Magazine

Losing hope in Mae La

  • 3 January 2017
  • From the section Magazine
Mae La and cliffs behind Image copyright James connor

On Thailand's border with Myanmar, also known as Burma, more than 100,000 people live in a string of refugee camps. Many fled ethnic conflict in their homeland decades ago, and have brought up their children here. Gracia Fellmeth arrived in one of the camps a year ago to study depression in women before and after childbirth.

After an hour's bus journey through forest from the town of Mae Sot, Mae La appears suddenly, seemingly out of nowhere. In the morning mist, thousands of bamboo huts cling to steep limestone crags.
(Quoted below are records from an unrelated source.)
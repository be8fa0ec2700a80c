//! HTTP handlers for resources, status updates, comments and upvotes.

use axum::extract::{Json, Path, State};
use axum::response::{Html, IntoResponse, Redirect, Response};
use axum::Form;

use crate::application::handlers::resource::{
    DeleteResourceCommand, LoadEditableResourceQuery, ResourceError, UpdateResourceCommand,
};
use crate::application::handlers::status::{
    AddCommentCommand, ListCommentsQuery, PostStatusCommand,
};
use crate::application::handlers::upvote::ToggleUpvoteCommand;
use crate::domain::foundation::ResourceId;

use super::dto::{
    ActionResponse, CommentForm, CreatePostForm, EditPostForm, UpdateStatusForm, UpvoteRequest,
    UpvoteResponse,
};
use super::middleware::RequireLogin;
use super::views::{self, EditForm};
use super::AppState;

fn parse_id(raw: &str) -> Option<ResourceId> {
    raw.trim().parse().ok()
}

/// POST /upvote_resource - JSON toggle
pub async fn upvote_resource(
    State(state): State<AppState>,
    login: RequireLogin,
    Json(request): Json<UpvoteRequest>,
) -> Response {
    let Some(resource_id) = request.resource_id.as_deref().and_then(parse_id) else {
        return Json(ActionResponse::failed("Invalid resource id")).into_response();
    };
    let cmd = ToggleUpvoteCommand {
        resource_id,
        user_id: login.user.user_id,
    };
    match state.toggle_upvote_handler().handle(cmd).await {
        Ok(result) => Json(UpvoteResponse::from(result)).into_response(),
        Err(e) if e.code().is_infrastructure() => {
            tracing::error!(%resource_id, error = %e, "Upvote failed");
            Json(ActionResponse::failed(e.message())).into_response()
        }
        Err(e) => {
            tracing::debug!(%resource_id, error = %e, "Upvote rejected");
            Json(ActionResponse::failed(e.message())).into_response()
        }
    }
}

/// GET /create_post
pub async fn create_post_form(login: RequireLogin) -> Html<String> {
    views::create_page(&login.user, None)
}

/// POST /create_post - urlencoded or multipart
pub async fn create_post(
    State(state): State<AppState>,
    login: RequireLogin,
    form: CreatePostForm,
) -> Response {
    let access_token = login.access_token().await;
    let cmd = form.into_command(login.user.user_id.clone(), access_token);
    match state.create_resource_handler().handle(cmd).await {
        Ok(_) => Redirect::to("/").into_response(),
        Err(e) => {
            if let ResourceError::CreateFailed(source) = &e {
                tracing::error!(error = %source, "Resource creation failed");
            }
            views::create_page(&login.user, Some(&e.to_string())).into_response()
        }
    }
}

/// POST /update_status/:id - always returns to the feed
pub async fn update_status(
    State(state): State<AppState>,
    login: RequireLogin,
    Path(raw_id): Path<String>,
    Form(form): Form<UpdateStatusForm>,
) -> Redirect {
    match parse_id(&raw_id) {
        Some(resource_id) => {
            let cmd = PostStatusCommand {
                resource_id,
                user_id: login.user.user_id,
                fields: form.into(),
            };
            if let Err(e) = state.post_status_handler().handle(cmd).await {
                tracing::warn!(%resource_id, error = %e, "Status update failed");
            }
        }
        None => tracing::warn!(raw_id = %raw_id, "Status update for malformed resource id"),
    }
    Redirect::to("/")
}

/// POST /delete_resource/:id - JSON result
pub async fn delete_resource(
    State(state): State<AppState>,
    login: RequireLogin,
    Path(raw_id): Path<String>,
) -> Json<ActionResponse> {
    let Some(resource_id) = parse_id(&raw_id) else {
        return Json(ActionResponse::failed(ResourceError::NotFound.to_string()));
    };
    let cmd = DeleteResourceCommand {
        resource_id,
        user: login.user,
    };
    match state.delete_resource_handler().handle(cmd).await {
        Ok(()) => Json(ActionResponse::ok()),
        Err(e) => {
            tracing::warn!(%resource_id, error = %e, "Delete failed");
            Json(ActionResponse::failed(e.to_string()))
        }
    }
}

/// GET /edit_post/:id
pub async fn edit_post_form(
    State(state): State<AppState>,
    login: RequireLogin,
    Path(raw_id): Path<String>,
) -> Response {
    let Some(resource_id) = parse_id(&raw_id) else {
        return Redirect::to("/").into_response();
    };
    let query = LoadEditableResourceQuery {
        resource_id,
        user: login.user.clone(),
    };
    match state.edit_resource_handler().load(query).await {
        Ok(resource) => {
            views::edit_page(&login.user, &EditForm::from(&resource), None).into_response()
        }
        Err(e) => {
            tracing::debug!(%resource_id, error = %e, "Edit refused");
            Redirect::to("/").into_response()
        }
    }
}

/// POST /edit_post/:id
pub async fn edit_post(
    State(state): State<AppState>,
    login: RequireLogin,
    Path(raw_id): Path<String>,
    Form(form): Form<EditPostForm>,
) -> Response {
    let Some(resource_id) = parse_id(&raw_id) else {
        return Redirect::to("/").into_response();
    };
    let submitted = EditForm {
        id: resource_id,
        name: form.name.clone(),
        content: form.content.clone(),
        image_url: form.image_url.clone(),
    };
    let cmd = UpdateResourceCommand {
        resource_id,
        user: login.user.clone(),
        details: form.into(),
    };
    match state.edit_resource_handler().update(cmd).await {
        Ok(()) => Redirect::to("/").into_response(),
        Err(e @ (ResourceError::EmptyName | ResourceError::UpdateFailed(_))) => {
            if let ResourceError::UpdateFailed(source) = &e {
                tracing::error!(%resource_id, error = %source, "Resource update failed");
            }
            views::edit_page(&login.user, &submitted, Some(&e.to_string())).into_response()
        }
        Err(e) => {
            tracing::debug!(%resource_id, error = %e, "Edit refused");
            Redirect::to("/").into_response()
        }
    }
}

/// GET /comments/:id
pub async fn comments(
    State(state): State<AppState>,
    login: RequireLogin,
    Path(raw_id): Path<String>,
) -> Response {
    let Some(resource_id) = parse_id(&raw_id) else {
        return Redirect::to("/").into_response();
    };
    let view = state
        .list_comments_handler()
        .handle(ListCommentsQuery { resource_id })
        .await;
    views::comments_page(&login.user, &resource_id, view.resource.as_ref(), &view.comments)
        .into_response()
}

/// POST /comments/:id - back to the comments page
pub async fn add_comment(
    State(state): State<AppState>,
    login: RequireLogin,
    Path(raw_id): Path<String>,
    Form(form): Form<CommentForm>,
) -> Redirect {
    let Some(resource_id) = parse_id(&raw_id) else {
        return Redirect::to("/");
    };
    let cmd = AddCommentCommand {
        resource_id,
        user_id: login.user.user_id,
        text: form.comment,
    };
    if let Err(e) = state.add_comment_handler().handle(cmd).await {
        tracing::warn!(%resource_id, error = %e, "Insert comment failed");
    }
    Redirect::to(&format!("/comments/{}", resource_id))
}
It is the largest of nine refugee camps along the Thai-Myanmar border, and home to almost 40,000 people. Many residents have spent their entire lives in this isolated place, unable to work and dependent on outside aid. The majority are Karen, one of Myanmar's largest ethnic minorities.

It is a Wednesday morning, three months after my arrival, and the dusty waiting room is full. Pregnant women wait patiently to be seen by nurses, midwives and medics.

They will have their bellies examined, their blood pressure monitored and their blood screened.

Pregnancy screening Image copyright Getty Images

Since my arrival, women are also offered a depression screen - a series of 10 questions to look for symptoms of depression, which is common in pregnancy.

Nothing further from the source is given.